Taubes is saying that kind of precision in calorie counting is absurd, so
can't be the explanation for other people that have constant weight over
decades. How could a person on the blue line have eaten with such a small
margin of error?

It's incredibly difficult to eat a constant amount. People generally eat to
satiety, and that changes with weight. The hypothesis Taubes puts forward in
the book is that increased weight causes one to eat more, not the other way
around (which is conventional wisdom). So the question is, what caused the
weight gain (fat storage)?

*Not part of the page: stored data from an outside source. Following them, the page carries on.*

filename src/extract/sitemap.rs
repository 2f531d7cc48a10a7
// src/extract/sitemap.rs
// =============================================================================
// Reads <loc> entries out of a sitemap.xml.
//
//   <urlset>
//     <url><loc>https://example.com/</loc><lastmod>...</lastmod></url>
//     ...
//   </urlset>
//
// The document is read event by event with quick-xml, tracking element depth:
// - depth 1 is the root (its name isn't checked)
// - depth 2 <url> elements each produce one entry
// - depth 3 <loc> text is that entry; a later <loc> in the same <url> wins
// Everything else (lastmod, priority, sitemap index entries) is skipped.
// <loc> text is kept exactly as written, whitespace included.
// Reading stops at the end of the root element.
// =============================================================================

use anyhow::{bail, Context, Result};
use quick_xml::events::Event;
use quick_xml::Reader;

const URL_DEPTH: usize = 2;
const LOC_DEPTH: usize = 3;

/// Parses a sitemap body and returns every location in document order.
/// Malformed XML is an error.
pub fn extract_locations(body: &[u8]) -> Result<Vec<String>> {
    let xml = std::str::from_utf8(body).context("sitemap is not valid UTF-8")?;

    let mut reader = Reader::from_str(xml);
    let mut locations = Vec::new();

    let mut depth = 0usize;
    let mut seen_root = false;
    // Some(..) while inside a <url>; holds the last <loc> seen so far
    let mut current_url: Option<String> = None;
    // Some(..) while inside a <loc> of the current <url>
    let mut current_loc: Option<String> = None;

    loop {
        match reader.read_event().context("malformed sitemap XML")? {
            Event::Start(e) => {
                depth += 1;
                seen_root = true;
                let name = e.local_name();
                match (depth, name.as_ref()) {
                    (URL_DEPTH, b"url") => current_url = Some(String::new()),
                    (LOC_DEPTH, b"loc") if current_url.is_some() => {
                        current_loc = Some(String::new())
                    }
                    _ => {}
                }
            }
            Event::Empty(e) => {
                if depth == 0 {
                    // <urlset/>: an empty document
                    seen_root = true;
                    break;
                }
                let name = e.local_name();
                match (depth + 1, name.as_ref()) {
                    (URL_DEPTH, b"url") => locations.push(String::new()),
                    (LOC_DEPTH, b"loc") if current_url.is_some() => {
                        current_url = Some(String::new())
                    }
                    _ => {}
                }
            }
            Event::Text(e) if depth == LOC_DEPTH => {
                if let Some(loc) = current_loc.as_mut() {
                    loc.push_str(&e.unescape().context("malformed sitemap XML")?);
                }
            }
            Event::CData(e) if depth == LOC_DEPTH => {
                if let Some(loc) = current_loc.as_mut() {
                    let inner = e.into_inner();
                    loc.push_str(std::str::from_utf8(&inner).context("malformed sitemap XML")?);
                }
            }
            Event::End(_) => {
                match depth {
                    LOC_DEPTH => {
                        if let Some(loc) = current_loc.take() {
                            current_url = Some(loc);
                        }
                    }
                    URL_DEPTH => {
                        if let Some(loc) = current_url.take() {
                            locations.push(loc);
                        }
                    }
                    _ => {}
                }
                depth = depth.saturating_sub(1);
                if depth == 0 {
                    break;
                }
            }
            Event::Eof => {
                if !seen_root {
                    bail!("malformed sitemap XML: no root element");
                }
                if depth > 0 {
                    bail!("malformed sitemap XML: unexpected end of document");
                }
                break;
            }
            _ => {}
        }
    }

    Ok(locations)
}
// src/logging.rs
// =============================================================================
// Sets up env_logger for debug output on stderr.
//
// User-facing messages (diagnostics, "saved in ..." lines) are printed with
// println! and are not affected by any of this.
// =============================================================================

use std::env;

use env_logger::{Builder, Target};
use log::LevelFilter;

/// Maps the number of -v flags to a level for this crate's log records
pub fn level_for(verbosity: u8) -> LevelFilter {
    match verbosity {
        0 => LevelFilter::Off,
        1 => LevelFilter::Warn,
        2 => LevelFilter::Info,
        _ => LevelFilter::Debug,
    }
}

/// Installs the global logger. An existing RUST_LOG always wins over `verbosity`.
pub fn initialize(verbosity: u8) {
    let mut builder = Builder::new();

    match env::var("RUST_LOG") {
        Ok(filters) => {
            builder.parse_filters(&filters);
        }
        Err(_) => {
            builder.filter_module(env!("CARGO_CRATE_NAME"), level_for(verbosity));
        }
    }

    builder.format_timestamp_millis().target(Target::Stderr);

    // Only fails if a logger is already installed
    if builder.try_init().is_err() {
        log::debug!("logger already initialized");
    }
}
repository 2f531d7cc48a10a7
// src/cli.rs
// =============================================================================
// This file defines our command-line interface using the `clap` crate.
//
// The flags mirror the classic single-dash tool this replaces:
//   --url, --output, --robots, --sitemap, --links
//
// --url and --output are Option<String> rather than required arguments.
// When they are missing we print our own message plus the help text and
// exit normally, instead of letting clap exit with an error code.
// =============================================================================

use clap::{ArgAction, CommandFactory, Parser};

#[derive(Parser, Debug, Default)]
#[command(
    name = "linkg",
    version,
    about = "Harvest URLs from a website's robots.txt, sitemap.xml and HTML links",
    long_about = "linkg fetches robots.txt, sitemap.xml and/or the page itself from a single \
                  website and writes the URLs it finds to <output>_robots.txt, \
                  <output>_sitemap.txt and <output>_links.txt."
)]
pub struct Cli {
    /// Website URL (e.g., https://example.com)
    ///
    /// Used verbatim: no trailing slash is added or stripped
    #[arg(long)]
    pub url: Option<String>,

    /// Output file name prefix
    #[arg(long)]
    pub output: Option<String>,

    /// Extract URLs from robots.txt
    #[arg(long)]
    pub robots: bool,

    /// Extract URLs from sitemap.xml
    #[arg(long)]
    pub sitemap: bool,

    /// Extract all links from the webpage
    #[arg(long)]
    pub links: bool,

    /// Exit with code 1 if any extractor fails
    #[arg(long)]
    pub strict: bool,

    /// Don't print the banner
    #[arg(long)]
    pub no_banner: bool,

    /// Increase log verbosity (-v warn, -vv info, -vvv debug)
    #[arg(short, long, action = ArgAction::Count)]
    pub verbose: u8,
}

/// Prints clap's generated help text to stdout
pub fn print_usage() {
    let mut command = Cli::command();
    if let Err(e) = command.print_help() {
        log::warn!("could not print usage: {}", e);
    }
    println!();
}
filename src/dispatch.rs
// src/dispatch.rs
// =============================================================================
// Launches the enabled extractors and waits for all of them.
//
// How it works:
// 1. One tokio task per enabled extractor (at most three)
// 2. Each task owns its client, body and output file; nothing is shared
//    except the read-only Config behind an Arc
// 3. Each task prints its own success line or diagnostic when it finishes
// 4. join_all waits for every task; a failed or panicked task never
//    affects the others
//
// There are no timeouts here: if one extractor hangs, the run hangs.
// =============================================================================

use std::sync::Arc;

use anyhow::{anyhow, Result};
use futures::future::join_all;

use crate::config::{Config, ExtractorKind};
use crate::extract::{self, Extraction};

/// How one extractor ended
#[derive(Debug)]
pub struct UnitOutcome {
    pub kind: ExtractorKind,
    pub result: Result<Extraction>,
}

impl UnitOutcome {
    pub fn is_ok(&self) -> bool {
        self.result.is_ok()
    }
}

/// Runs every extractor in `config.extractors` in parallel.
/// Returns one outcome per extractor, in the configured order.
pub async fn run_all(config: Arc<Config>) -> Vec<UnitOutcome> {
    let kinds = config.extractors.clone();

    let handles = kinds.iter().map(|&kind| {
        let config = Arc::clone(&config);
        tokio::spawn(async move {
            log::info!("starting {} extractor", kind);
            let result = extract::run_extractor(kind, &config.target).await;
            report(&result);
            result
        })
    });

    let joined = join_all(handles).await;

    kinds
        .into_iter()
        .zip(joined)
        .map(|(kind, joined)| {
            let result = match joined {
                Ok(result) => result,
                Err(e) => {
                    // The task never reached report(), so print here
                    let err = anyhow!("{} extractor stopped unexpectedly: {}", kind, e);
                    println!("{}", err);
                    Err(err)
                }
            };
            UnitOutcome { kind, result }
        })
        .collect()
}

/// Prints the one-line success message or diagnostic for a finished extractor
fn report(result: &Result<Extraction>) {
    match result {
        Ok(extraction) => {
            log::info!("{} extractor wrote {} entries", extraction.kind, extraction.count);
            println!("{}", extraction);
        }
        Err(e) => println!("{:#}", e),
    }
}

/// Exit code for a finished run. Failures only count with `strict`.
pub fn exit_code(outcomes: &[UnitOutcome], strict: bool) -> i32 {
    let failed = outcomes.iter().filter(|o| !o.is_ok()).count();
    if failed > 0 {
        log::warn!("{} of {} extractor(s) failed", failed, outcomes.len());
    }

    if strict && failed > 0 {
        1
    } else {
        0
    }
}

#[cfg(test)]
mod tests {
    use super::*;
    use crate::config::Target;
    use httpmock::Method::GET;
    use httpmock::MockServer;

    fn config_for(url: String, prefix: String, extractors: Vec<ExtractorKind>) -> Arc<Config> {
        Arc::new(Config {
            target: Target::new(url, prefix),
            extractors,
            strict: false,
            verbosity: 0,
        })
    }

    #[tokio::test(flavor = "multi_thread", worker_threads = 3)]
    async fn test_failure_does_not_affect_other_extractors() {
        let server = MockServer::start_async().await;
        server
            .mock_async(|when, then| {
                when.method(GET).path("/robots.txt");
                then.status(200).body("Disallow: /secret");
            })
            .await;
        server
            .mock_async(|when, then| {
                when.method(GET).path("/sitemap.xml");
                then.status(404);
            })
            .await;
        let dir = tempfile::tempdir().unwrap();
        let prefix = dir.path().join("run").to_string_lossy().into_owned();
        let config = config_for(
            server.base_url(),
            prefix,
            vec![ExtractorKind::Robots, ExtractorKind::Sitemap],
        );

        let outcomes = run_all(config).await;

        assert_eq!(outcomes.len(), 2);
        assert_eq!(outcomes[0].kind, ExtractorKind::Robots);
        assert!(outcomes[0].is_ok());
        assert_eq!(outcomes[1].kind, ExtractorKind::Sitemap);
        assert!(!outcomes[1].is_ok());

        let robots = std::fs::read_to_string(dir.path().join("run_robots.txt")).unwrap();
        assert_eq!(robots, format!("{}/secret\n", server.base_url()));
        assert!(!dir.path().join("run_sitemap.txt").exists());

        assert_eq!(exit_code(&outcomes, false), 0);
        assert_eq!(exit_code(&outcomes, true), 1);
    }

    #[tokio::test]
    async fn test_no_extractors_no_requests() {
        let server = MockServer::start_async().await;
        let any = server
            .mock_async(|when, then| {
                when.method(GET);
                then.status(200);
            })
            .await;
        let dir = tempfile::tempdir().unwrap();
        let prefix = dir.path().join("run").to_string_lossy().into_owned();

        let outcomes = run_all(config_for(server.base_url(), prefix, Vec::new())).await;

        assert!(outcomes.is_empty());
        assert_eq!(any.hits_async().await, 0);
        assert_eq!(exit_code(&outcomes, true), 0);
    }
}
// src/extract/output.rs
// Writes an extracted list to its output file, one entry per line.
// Entries are raw bytes, so nothing is re-encoded on the way out.

use std::path::Path;

use anyhow::{Context, Result};

/// Joins entries into file contents. Every line, including the last, ends in '\n'.
fn render<L: AsRef<[u8]>>(lines: &[L]) -> Vec<u8> {
    let capacity = lines.iter().map(|l| l.as_ref().len() + 1).sum();
    let mut contents = Vec::with_capacity(capacity);
    for line in lines {
        contents.extend_from_slice(line.as_ref());
        contents.push(b'\n');
    }
    contents
}

/// Creates (or truncates) `path` and writes `lines` to it in one go.
/// An empty list still creates an empty file.
pub async fn write_lines<L: AsRef<[u8]>>(path: &Path, lines: &[L]) -> Result<()> {
    tokio::fs::write(path, render(lines))
        .await
        .with_context(|| format!("Error creating output file {}", path.display()))?;

    log::info!("wrote {} line(s) to {}", lines.len(), path.display());
    Ok(())
}
use megasena::core::combinations::{binomial, combinations};
use megasena::core::scoring::evaluate;
use megasena::utils::validation::validate_numbers;
use megasena::{DrawResult, Game, LotteryError};
use proptest::prelude::*;
use std::collections::HashSet;

// 6..=15 個不重複的 1..=60
fn game_numbers() -> impl Strategy<Value = Vec<i32>> {
    proptest::sample::subsequence((1..=60).collect::<Vec<i32>>(), 6..=15).prop_shuffle()
}

fn draw_numbers() -> impl Strategy<Value = Vec<i32>> {
    proptest::sample::subsequence((1..=60).collect::<Vec<i32>>(), 6)
}

proptest! {
    #[test]
    fn combinations_count_and_order(n in 0usize..=12, k in 0usize..=8) {
        let items: Vec<usize> = (0..n).collect();
        let combos = combinations(&items, k);

        prop_assert_eq!(combos.len() as u64, binomial(n, k));

        // 每個組合的索引嚴格遞增，且整體依字典序排列
        for combo in &combos {
            prop_assert_eq!(combo.len(), k);
            prop_assert!(combo.windows(2).all(|w| w[0] < w[1]));
        }
        prop_assert!(combos.windows(2).all(|w| w[0] < w[1]));

        let unique: HashSet<&Vec<usize>> = combos.iter().collect();
        prop_assert_eq!(unique.len(), combos.len());
    }

    #[test]
    fn evaluate_counts_are_bounded(numbers in game_numbers(), drawn in draw_numbers()) {
        let game = Game::new(numbers).unwrap();
        let result = DrawResult::new(drawn).unwrap();
        let report = evaluate(&game, &result);

        let total = binomial(game.len(), 6);
        prop_assert!((report.senas + report.quinas + report.quadras) as u64 <= total);
        prop_assert!(report.senas <= 1);
        prop_assert_eq!(report.matched_numbers.len(), report.best_matches);

        // 最佳命中數 = 遊戲與結果的交集大小 (上限 6)
        let drawn_set: HashSet<i32> = result.numbers().iter().copied().collect();
        let overlap = game.numbers().iter().filter(|n| drawn_set.contains(n)).count();
        prop_assert_eq!(report.best_matches, overlap.min(6));
        prop_assert!(report.matched_numbers.iter().all(|n| drawn_set.contains(n)));
    }

    #[test]
    fn validator_length_iff(numbers in proptest::collection::vec(1i32..=60, 0..20)) {
        let outcome = validate_numbers(&numbers, 6, 15);
        let bad_len = numbers.len() < 6 || numbers.len() > 15;
        prop_assert_eq!(matches!(outcome, Err(LotteryError::LengthError { .. })), bad_len);

        if !bad_len {
            let has_dup = numbers.iter().collect::<HashSet<_>>().len() != numbers.len();
            prop_assert_eq!(matches!(outcome, Err(LotteryError::DuplicateError { .. })), has_dup);
            prop_assert_eq!(outcome.is_ok(), !has_dup);
        }
    }

    #[test]
    fn validator_range_iff(numbers in proptest::sample::subsequence((-5..=70).collect::<Vec<i32>>(), 6)) {
        let outcome = validate_numbers(&numbers, 6, 6);
        let out_of_range = numbers.iter().any(|n| !(1..=60).contains(n));
        prop_assert_eq!(matches!(outcome, Err(LotteryError::RangeError { .. })), out_of_range);
        prop_assert_eq!(outcome.is_ok(), !out_of_range);
    }
}
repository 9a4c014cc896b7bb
/// Every size-`k` subsequence of `items`, in increasing index-tuple order.
///
/// Each combination keeps the relative order of `items`. `k > items.len()`
/// yields no combinations; `k == 0` yields a single empty one.
pub fn combinations<T: Clone>(items: &[T], k: usize) -> Vec<Vec<T>> {
    let mut output = Vec::new();
    if k > items.len() {
        return output;
    }

    let mut current = Vec::with_capacity(k);
    backtrack(items, k, 0, &mut current, &mut output);
    output
}

fn backtrack<T: Clone>(
    items: &[T],
    k: usize,
    start: usize,
    current: &mut Vec<T>,
    output: &mut Vec<Vec<T>>,
) {
    if current.len() == k {
        // 複製目前的組合，之後 current 還會被修改
        output.push(current.clone());
        return;
    }

    // 剩下的位置不夠填滿 k 個就不用再往下
    let remaining = k - current.len();
    for i in start..=items.len() - remaining {
        current.push(items[i].clone());
        backtrack(items, k, i + 1, current, output);
        current.pop();
    }
}

/// C(n, k)
pub fn binomial(n: usize, k: usize) -> u64 {
    if k > n {
        return 0;
    }
    let k = k.min(n - k);
    let mut acc: u64 = 1;
    for i in 0..k {
        // 每一步都能整除
        acc = acc * (n - i) as u64 / (i + 1) as u64;
    }
    acc
}
use crate::utils::error::{LotteryError, Result};
use crate::utils::validation::{validate_game, validate_result};
use serde::{Deserialize, Serialize};

pub type Number = i32;

/// 使用者選的一注號碼 (6 到 15 個, 1..=60, 不重複)，建立時已排序
#[derive(Debug, Clone, PartialEq, Eq, Serialize, Deserialize)]
#[serde(try_from = "RawGame")]
pub struct Game {
    numeros: Vec<Number>,
}

// 讀檔時先反序列化成 RawGame，再經過 Game::new 驗證
#[derive(Deserialize)]
struct RawGame {
    numeros: Vec<Number>,
}

impl TryFrom<RawGame> for Game {
    type Error = LotteryError;

    fn try_from(raw: RawGame) -> Result<Self> {
        Game::new(raw.numeros)
    }
}

impl Game {
    pub fn new(mut numbers: Vec<Number>) -> Result<Self> {
        validate_game(&numbers)?;
        numbers.sort_unstable();
        Ok(Self { numeros: numbers })
    }

    pub fn numbers(&self) -> &[Number] {
        &self.numeros
    }

    pub fn len(&self) -> usize {
        self.numeros.len()
    }

    pub fn is_empty(&self) -> bool {
        self.numeros.is_empty()
    }
}

/// 官方開獎結果，固定 6 個號碼
#[derive(Debug, Clone, PartialEq, Eq, Serialize)]
#[serde(transparent)]
pub struct DrawResult {
    numbers: Vec<Number>,
}

impl DrawResult {
    pub fn new(mut numbers: Vec<Number>) -> Result<Self> {
        validate_result(&numbers)?;
        numbers.sort_unstable();
        Ok(Self { numbers })
    }

    pub fn numbers(&self) -> &[Number] {
        &self.numbers
    }
}

#[derive(Debug, Clone, Default, PartialEq, Eq, Serialize)]
pub struct ScoreReport {
    pub senas: usize,
    pub quinas: usize,
    pub quadras: usize,
    pub best_matches: usize,
    pub matched_numbers: Vec<Number>,
}

/// 結果表中的一列
#[derive(Debug, Clone, PartialEq, Eq, Serialize)]
pub struct GameReport {
    pub index: usize,
    pub numbers: Vec<Number>,
    #[serde(flatten)]
    pub score: ScoreReport,
}

#[derive(Debug, Clone, PartialEq, Eq)]
pub enum ValidationOutcome {
    NoGames,
    Scored {
        result: DrawResult,
        reports: Vec<GameReport>,
    },
}
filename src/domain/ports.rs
use crate::domain::model::Game;
use crate::utils::error::Result;

/// 整批讀寫的遊戲儲存區，沒有單筆更新或刪除
pub trait GameStore {
    fn load(&self) -> Result<Vec<Game>>;
    fn save(&self, games: &[Game]) -> Result<()>;
}
use crate::app::render::OutputFormat;
use crate::utils::error::{LotteryError, Result};
use crate::utils::validation::{validate_path, Validate};
use serde::{Deserialize, Serialize};
use std::path::Path;

/// 可選的設定檔，所有區段都可以省略
#[derive(Debug, Clone, Default, PartialEq, Serialize, Deserialize)]
pub struct TomlConfig {
    pub storage: Option<StorageConfig>,
    pub output: Option<OutputConfig>,
    pub logging: Option<LoggingConfig>,
}

#[derive(Debug, Clone, PartialEq, Serialize, Deserialize)]
pub struct StorageConfig {
    pub path: String,
}

#[derive(Debug, Clone, PartialEq, Serialize, Deserialize)]
pub struct OutputConfig {
    pub format: Option<OutputFormat>,
}

#[derive(Debug, Clone, PartialEq, Serialize, Deserialize)]
pub struct LoggingConfig {
    pub verbose: Option<bool>,
    pub json: Option<bool>,
}

impl TomlConfig {
    /// 從 TOML 檔案載入配置
    pub fn from_file<P: AsRef<Path>>(path: P) -> Result<Self> {
        let path = path.as_ref();
        let content = std::fs::read_to_string(path).map_err(|e| LotteryError::ConfigError {
            message: format!("cannot read '{}': {}", path.display(), e),
        })?;
        Self::from_toml_str(&content)
    }

    /// 從 TOML 字串解析配置
    pub fn from_toml_str(content: &str) -> Result<Self> {
        toml::from_str(content).map_err(|e| LotteryError::ConfigError {
            message: format!("TOML parsing error: {}", e),
        })
    }

    pub fn store_path(&self) -> Option<&str> {
        self.storage.as_ref().map(|s| s.path.as_str())
    }

    pub fn output_format(&self) -> Option<OutputFormat> {
        self.output.as_ref().and_then(|o| o.format)
    }

    pub fn verbose(&self) -> Option<bool> {
        self.logging.as_ref().and_then(|l| l.verbose)
    }

    pub fn json_logs(&self) -> Option<bool> {
        self.logging.as_ref().and_then(|l| l.json)
    }
}

impl Validate for TomlConfig {
    fn validate(&self) -> Result<()> {
        if let Some(path) = self.store_path() {
            validate_path("storage.path", path)?;
        }
        Ok(())
    }
}
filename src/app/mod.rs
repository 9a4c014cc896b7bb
pub mod render;
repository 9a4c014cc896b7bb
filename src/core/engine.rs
use crate::core::scoring::{combinations_evaluated, evaluate};
use crate::domain::model::{DrawResult, Game, GameReport, Number, ValidationOutcome};
use crate::domain::ports::GameStore;
use crate::utils::error::Result;

pub struct LotteryEngine<S: GameStore> {
    store: S,
}

impl<S: GameStore> LotteryEngine<S> {
    pub fn new(store: S) -> Self {
        Self { store }
    }

    pub fn store(&self) -> &S {
        &self.store
    }

    /// 驗證、排序後附加到儲存區並立即寫回
    pub fn add_game(&self, numbers: Vec<Number>) -> Result<Game> {
        let game = Game::new(numbers)?;

        let mut games = self.store.load()?;
        tracing::debug!("Loaded {} saved games", games.len());

        games.push(game.clone());
        self.store.save(&games)?;
        tracing::info!("✅ Game #{} saved: {:?}", games.len(), game.numbers());

        Ok(game)
    }

    pub fn validate_result(&self, numbers: Vec<Number>) -> Result<ValidationOutcome> {
        let result = DrawResult::new(numbers)?;

        let games = self.store.load()?;
        if games.is_empty() {
            tracing::info!("No saved games to validate");
            return Ok(ValidationOutcome::NoGames);
        }

        tracing::debug!("Validating {} games against {:?}", games.len(), result.numbers());

        let reports: Vec<GameReport> = games
            .iter()
            .enumerate()
            .map(|(i, game)| {
                let score = evaluate(game, &result);
                tracing::debug!(
                    "Game #{}: {} combinations, senas={}, quinas={}, quadras={}",
                    i + 1,
                    combinations_evaluated(game),
                    score.senas,
                    score.quinas,
                    score.quadras
                );
                GameReport {
                    index: i + 1,
                    numbers: game.numbers().to_vec(),
                    score,
                }
            })
            .collect();

        let winners = reports.iter().filter(|r| r.score.has_prize()).count();
        tracing::info!("📊 {} of {} games hit a prize tier", winners, reports.len());

        Ok(ValidationOutcome::Scored { result, reports })
    }

    pub fn list_games(&self) -> Result<Vec<Game>> {
        self.store.load()
    }
}
pub mod app;
pub mod config;
pub mod core;
pub mod domain;
pub mod utils;

#[cfg(feature = "cli")]
pub use config::{CliConfig, Command};

pub use app::render::OutputFormat;
pub use config::{cli::JsonFileStore, toml_config::TomlConfig, Settings};
pub use core::{engine::LotteryEngine, scoring::evaluate};
pub use domain::model::{DrawResult, Game, GameReport, Number, ScoreReport, ValidationOutcome};
pub use domain::ports::GameStore;
pub use utils::error::{LotteryError, Result};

Taubes argues in the book, it's carbs and insulin,
not dietary fat.

------
ajt
Rearranging the Harris-Benedict Equation the author uses, and holding height,
exercise and calorie intake constant, you get an expected increase in weight
of a bit over a pound a year -- so just "eating like you're 30" alone would
explain 20 of the 40 extra pounds the 50 years old in the original article is
carrying...

------
watt
I don't understand how author reasons that in his graph the "calories/day" for
fat guy will be increasing with age, and for "lean" guy they will be
decreasing.

OK, so if metabolic rate is slowing with age, I would guess the "fat" guy's
graph would not be so steep, or actually would be a level line (eating the
same amounts of food), while for "lean" guy the line will be somewhat downward
sloping (eating less the older he gets).